These days, we hear about the 'retail slump' almost daily. A recent headline reads: "As more major retailers report second-quarter earnings, it's clear that the slump in consumer spending is pinching retailers in every sector." Today's retailers are under siege. Not only is the economic situation eroding sales, lowering margins and stalling growth, but fickle, cost-conscious consumers and a market focused relentlessly on cost reduction have placed many retailers in a weakened, stagnant position.

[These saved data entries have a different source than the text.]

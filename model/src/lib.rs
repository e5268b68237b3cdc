#[macro_use]
extern crate anyhow;
#[macro_use]
extern crate log;

mod distance;
mod playback;
mod route;

use anyhow::Result;
use geom::{Bounds, GPSBounds};

pub use self::distance::{great_circle_km, speed_kmh};
pub use self::playback::{Playback, PlaybackStatus, Step, Toggle};
pub use self::route::{PositionSample, Route};

pub struct Model {
    pub bounds: Bounds,
    pub gps_bounds: GPSBounds,
    pub route: Route,
}

impl Model {
    /// Parses a JSON array of recorded position samples. Array order is playback order.
    pub fn load(bytes: &[u8]) -> Result<Self> {
        let (gps_bounds, route) = route::load(bytes)?;
        Ok(Self {
            bounds: gps_bounds.to_bounds(),
            gps_bounds,
            route,
        })
    }

    /// Only used as a fallback when the initial load fails; nothing can play in an empty model.
    pub fn empty() -> Self {
        let gps_bounds = GPSBounds::new();
        Self {
            bounds: gps_bounds.to_bounds(),
            gps_bounds,
            route: Route::empty(),
        }
    }
}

No doubt, the going is tough for today's retailers looking to do more than sustain or survive in today's economy. But when the going gets tough, the tough get going. Let's explore how retailers can get tough by driving down costs and getting more out of their sourcing and import strategies, while improving margins, regardless of the economic forecast. Here are five ways retailers can put systems into place today that positively impact the business at large in a way that grows and sustains, independent of how economic indicators may try to take hold of the retail marketplace.
GET SMART
To contain costs, today's retailers must increase their knowledge about the business, customers and suppliers so they can make more timely and informed decisions. According to analyst firm AMR, business intelligence (BI) is defined as enabling technologies focused on gathering data from multiple operational systems that stores, analyses, and provides access to information in specific contexts to support the people making fact-based business decisions. What should this mean to the retailer? Gaining visibility across the retail value chain, delivering high priority items/tasks to buyers and sourcing teams, and providing the guidance and data needed to help identify and respond to issues most critical to the business at that moment.
User-configurable dashboards and scorecarding products provide decision makers with the ability to visualise the health of the business in single glance. Further investigation should enable them to analyse current sourcing activities, review suppliers' performance, and take action on high priority items. Tracking metrics-based performance enables executives to quickly hone in risks and opportunities.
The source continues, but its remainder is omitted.